Por Tomás de Híjar Ornelas, Pbro.

No amar es el primer paso para matar; y no matar, el primero para amar

Papa Francisco

Una frase con tantas implicaciones como la que sirve de título a esta columna, que no se ocupará de él pero sí del torrente de singularidades que la cauda de la modernidad va dejando en el cambio de era, exige una explicación: la frase «sexo fluido», traduce a nuestro idioma de forma menos brusca la de «género fluido», que en inglés se dice gender fluid y tiene más implicaciones. Se aplica para hacer alusión a un ser humano que por no identificarse con el género masculino ni con el femenino se considera «fluido».

Que quienes rechacen o nieguen la fisiología sexual con la que fueron concebidos y vinieron al mundo no deberían suponer la gestión que ahora se hace de alcanzar el reconocimiento jurídico de la misma, toda vez que las consecuencias legales y sociales derivadas de ello son impredecibles.

Pero que ello sea un dislate no interesa, por ahora, a este escribano tanto como el estado de indefensión en el que van quedando los niños y adolescentes que en el primer cuarto del siglo XXI de la era cristiana han de bregar en aguas turbulentas, las de posiciones ideológicas que ya ni siquiera alcanzan el nivel de lo razonable.

Una voz muy respetable para hablar del tema, el del cambio de paradigma, es el venezolano don Arturo Sosa, a la sazón Prepósito General de la Compañía de Jesús, quien en el marco de su intervención ante el pleno del Sínodo de los Obispos de Roma, dedicado a los jóvenes, denunció hace pocas semanas las causas irritantes que inducen a un número cada vez más copioso a engarzarse en polémicas como la aquí planteada.

Según él, la causa que las provoca es «una creciente desigualdad social entre países del mundo, la falta de voluntad política, de detener el deterioro del medio ambiente, el debilitamiento de la democracia, que da paso a populismos ingenuos, nacionalismos discriminantes y personalismos arbitrarios y la presencia de nuevos y viejos rostros de la violencia».

En medio de este batidillo, agrega, se advierten también, como signo de los tiempos, «la detención universal de los procesos de secularización» y «la conciencia creciente de estar habitando en un nuevo mundo, el mundo digital que no se limita al desarrollo de las tecnologías o a un cambio radical en las formas de comunicación, sino que supone una auténtica transformación antropológica, cuyas características y consecuencias apenas logramos ver».

A esos ingredientes añade el fenómeno migratorio, las causas que lo producen y el trato que reciben los desplazados.

¿Qué podemos esperar de una «transformación antropológica» los que hemos hecho nuestro el misterio de la Encarnación?

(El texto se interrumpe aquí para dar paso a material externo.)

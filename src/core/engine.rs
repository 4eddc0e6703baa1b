use super::comparator::{CompareConfig, Direction, FileComparator, FileRecord};
use super::conflict::{Action, ConfirmGate, ConfirmPolicy, Prompter};
use super::file_state::{FileState, ModeSet};
use super::pool::{CancelFlag, PoolConfig, WorkerPool};
use super::progress::StatusSink;
use super::scanner::{remote_prefix, FileScanner, FileTypeFilter, ScanConfig};
use super::task::{Task, TaskContext};
use crate::config::AppConfig;
use crate::error::{Result, SyncError};
use crate::storage::{LocalTree, ObjectInfo, ObjectStore};
use std::collections::BTreeMap;
use std::path::PathBuf;
use std::sync::Arc;
use std::time::{Duration, Instant};
use tracing::{debug, info, warn};

/// 对比参数
#[derive(Debug, Clone)]
pub struct CompareRequest {
    /// 命令行给出的路径，相对当前目录
    pub path: Option<String>,
    pub recursive: bool,
    pub modes: ModeSet,
    pub file_types: FileTypeFilter,
    pub use_checksum: bool,
    pub case_insensitive: bool,
    pub force: Option<Direction>,
}

impl CompareRequest {
    pub fn new(modes: ModeSet) -> Self {
        Self {
            path: None,
            recursive: false,
            modes,
            file_types: FileTypeFilter::default(),
            use_checksum: true,
            case_insensitive: false,
            force: None,
        }
    }
}

/// 同步参数
#[derive(Debug, Clone)]
pub struct UpdateRequest {
    pub compare: CompareRequest,
    pub policy: ConfirmPolicy,
    /// 本次最多执行的动作数
    pub limit: Option<usize>,
}

/// 同步报告
#[derive(Debug, Clone, Default, PartialEq)]
pub struct UpdateReport {
    /// 差异条数（含相同的文件）
    pub records: usize,
    pub processed: usize,
    pub failed: usize,
    pub skipped: usize,
    pub bytes: u64,
    pub elapsed: Duration,
    pub interrupted: bool,
}

impl UpdateReport {
    pub fn average_speed(&self) -> f64 {
        let secs = self.elapsed.as_secs_f64();
        if secs > 0.0 {
            self.bytes as f64 / secs
        } else {
            0.0
        }
    }
}

/// 同步引擎
pub struct SyncEngine {
    store: Arc<dyn ObjectStore>,
    tree: LocalTree,
    cwd: PathBuf,
    config: AppConfig,
    cancel: Arc<CancelFlag>,
}

impl SyncEngine {
    pub fn new(store: Arc<dyn ObjectStore>, config: AppConfig, cwd: impl Into<PathBuf>) -> Self {
        let cwd = cwd.into();
        let tree = LocalTree::new(config.local_root(&cwd));
        Self {
            store,
            tree,
            cwd,
            config,
            cancel: Arc::new(CancelFlag::default()),
        }
    }

    pub fn cancel_flag(&self) -> Arc<CancelFlag> {
        self.cancel.clone()
    }

    pub fn store(&self) -> &dyn ObjectStore {
        self.store.as_ref()
    }

    pub fn config(&self) -> &AppConfig {
        &self.config
    }

    fn pool_config(&self) -> PoolConfig {
        PoolConfig {
            workers: self.config.thread_max_count,
            ended_lines: self.config.ended_output_max_count,
            cancel: self.cancel.clone(),
            ..PoolConfig::default()
        }
    }

    fn task_context(&self) -> Arc<TaskContext> {
        Arc::new(TaskContext::new(self.store.clone(), self.tree.root()))
    }

    /// 对比本地和远程
    pub async fn diff(&self, request: &CompareRequest) -> Result<BTreeMap<String, FileRecord>> {
        let (local_path, key) = self.tree.path_info(request.path.as_deref(), &self.cwd)?;
        let scanner = Arc::new(FileScanner::new(
            self.tree.clone(),
            ScanConfig {
                recursive: request.recursive,
                file_types: request.file_types.clone(),
            },
        ));

        let local_exists = local_path.exists();
        let local = if local_exists {
            let scanner = scanner.clone();
            let path = local_path.clone();
            tokio::task::spawn_blocking(move || scanner.scan_local(&path)).await??
        } else {
            warn!("本地路径不存在: {}", local_path.display());
            Vec::new()
        };

        // 本地不存在时先按单个远程对象查找
        let remote_file = if !local_exists && !key.is_empty() && !key.ends_with('/') {
            self.store.stat(&key).await?.filter(|object| !object.is_dir)
        } else {
            None
        };
        let prefix = match &remote_file {
            Some(_) => key.clone(),
            None => remote_prefix(&local_path, &key),
        };
        let remote = scanner.scan_remote(self.store.as_ref(), &prefix).await?;

        if !local_exists && remote_file.is_none() && remote.is_empty() {
            return Err(SyncError::user(format!(
                "Invalid path {}",
                local_path.display()
            )));
        }

        if local.is_empty() && remote.is_empty() {
            return Ok(BTreeMap::new());
        }

        let config = CompareConfig {
            modes: request.modes.clone(),
            use_checksum: request.use_checksum,
            case_insensitive: request.case_insensitive,
            force: request.force,
            remote_time_offset: chrono::Duration::hours(self.config.remote_time_offset_hours),
        };
        info!("开始对比: {} 个本地文件, {} 个远程对象", local.len(), remote.len());
        let records = tokio::task::spawn_blocking(move || {
            FileComparator::with_config(config).compare_trees(&local, &remote)
        })
        .await??;

        info!("{} 条差异", records.len());
        Ok(records)
    }

    /// 对比后逐条确认并交给任务池执行
    pub async fn update(
        &self,
        request: &UpdateRequest,
        prompter: Box<dyn Prompter>,
        sink: Box<dyn StatusSink>,
    ) -> Result<UpdateReport> {
        let started = Instant::now();
        let records = self.diff(&request.compare).await?;
        let mut report = UpdateReport {
            records: records.len(),
            ..UpdateReport::default()
        };
        if records.is_empty() {
            return Ok(report);
        }

        let pool = WorkerPool::new(self.pool_config(), self.task_context(), sink);
        let mut gate = ConfirmGate::new(request.policy.clone(), prompter);

        // 出错时也要等待已提交的任务结束
        let dispatched = self
            .dispatch(records, request, &mut gate, &pool, &mut report)
            .await;
        let pool_report = pool.join().await;

        report.processed += pool_report.processed;
        report.failed = pool_report.failed;
        report.bytes = pool_report.bytes;
        report.skipped = report.records.saturating_sub(report.processed);
        report.elapsed = started.elapsed();
        dispatched?;

        info!(
            "同步完成: {} 个已处理, {} 个跳过, {} 个失败",
            report.processed, report.skipped, report.failed
        );
        Ok(report)
    }

    async fn dispatch(
        &self,
        records: BTreeMap<String, FileRecord>,
        request: &UpdateRequest,
        gate: &mut ConfirmGate,
        pool: &WorkerPool,
        report: &mut UpdateReport,
    ) -> Result<()> {
        let mut scheduled = 0;
        for (key, record) in records {
            if self.cancel.is_cancelled() {
                report.interrupted = true;
                break;
            }
            if record.state == FileState::Equal {
                report.processed += 1;
                continue;
            }
            if request.limit.is_some_and(|limit| scheduled >= limit) {
                info!("达到处理上限: {}", scheduled);
                break;
            }

            // 提问会阻塞当前线程
            let Some(action) = tokio::task::block_in_place(|| gate.decide(&key, &record))? else {
                debug!("跳过: {}", key);
                continue;
            };

            tokio::select! {
                biased;
                _ = self.cancel.cancelled() => {
                    report.interrupted = true;
                    break;
                }
                result = pool.add_task(Task::new(action, key, record)) => result?,
            }
            scheduled += 1;
        }
        Ok(())
    }

    /// 列出远程对象（包括子目录）
    pub async fn list(&self, path: Option<&str>, recursive: bool) -> Result<Vec<ObjectInfo>> {
        let (local_path, key) = self.tree.path_info(path, &self.cwd)?;
        let prefix = remote_prefix(&local_path, &key);
        if prefix.is_empty() || prefix.ends_with('/') {
            self.store.list(&prefix, recursive).await
        } else {
            Ok(self.store.stat(&prefix).await?.into_iter().collect())
        }
    }

    /// 上传单个文件
    pub async fn upload(&self, path: &str, force: bool) -> Result<FileRecord> {
        let (local_path, key) = self.tree.path_info(Some(path), &self.cwd)?;
        if !local_path.exists() {
            return Err(SyncError::user("Local path does not exists"));
        }
        if local_path.is_dir() {
            return Err(SyncError::user("Path is dir"));
        }

        let existing = self.store.stat(&key).await?;
        let action = match (&existing, force) {
            (None, _) => Action::Upload,
            (Some(_), true) => Action::ReplaceUpload,
            (Some(_), false) => {
                return Err(SyncError::user("Remote path exists. Use force flag."))
            }
        };

        let file = self
            .tree
            .walk(&local_path, false)?
            .into_iter()
            .next()
            .ok_or_else(|| SyncError::user("Local path does not exists"))?;
        let mut record = FileRecord {
            state: FileState::LocalOnly,
            name: key.clone(),
            size: None,
            local_size: Some(file.size),
            modified: None,
            local_modified: Some(file.modified),
            md5: None,
            local_md5: None,
            comment: Vec::new(),
            local_path: Some(file.path),
            local_name: None,
            remote: None,
        };
        if let Some(object) = existing {
            record.state = FileState::LocalNewer;
            record.size = Some(object.size);
            record.modified = object.last_modified;
            record.remote = Some(object.name);
        }

        let mut task = Task::new(action, key, record).bind(self.task_context());
        task.run(None).await?;
        Ok(task.into_record())
    }

    /// 删除单个远程对象，返回被删除的 key
    pub async fn remove(&self, path: &str) -> Result<String> {
        let normalized = LocalTree::normalize_path(path);
        let key = normalized.trim_start_matches('/');
        if key.is_empty() || key.ends_with('/') {
            return Err(SyncError::user("Path is dir"));
        }

        let parent = key.rfind('/').map_or("", |i| &key[..=i]);
        let matches: Vec<ObjectInfo> = self
            .store
            .list(parent, false)
            .await?
            .into_iter()
            .filter(|o| o.name.starts_with(key))
            .collect();

        match matches.as_slice() {
            [] => Err(SyncError::user("File not found")),
            [object] if object.is_dir => Err(SyncError::user("Try to remove dir")),
            [object] => {
                self.store.delete_object(&object.name).await?;
                info!("已删除远程对象: {}", object.name);
                Ok(object.name.clone())
            }
            _ => Err(SyncError::user("Multiple files found")),
        }
    }

    /// 检查配置的 bucket 是否可访问
    pub async fn check(&self) -> Result<()> {
        self.store.check().await
    }
}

El Papa Francisco, en el diálogo que sostuvo hace poco con los seminaristas de las diócesis lombardas, da la clave, aplicándola a los aspirantes al estado eclesiástico y por extensión a todos los bautizados, para sortear tales lances: no maltratar a las personas y no estar atados al dinero; evitar la mundanidad mostrándose cercano a los que sufren y saliendo a las periferias existenciales, incluso las de la infancia, de modo que nadie se sienta al margen de la capacidad de jugar con niños, y no convertir las asambleas eucarísticas en vigilias fúnebres, para lo cual recomienda contenidos breves, de no más de 8 minutos, «marcadas por una idea, una imagen y una palabra».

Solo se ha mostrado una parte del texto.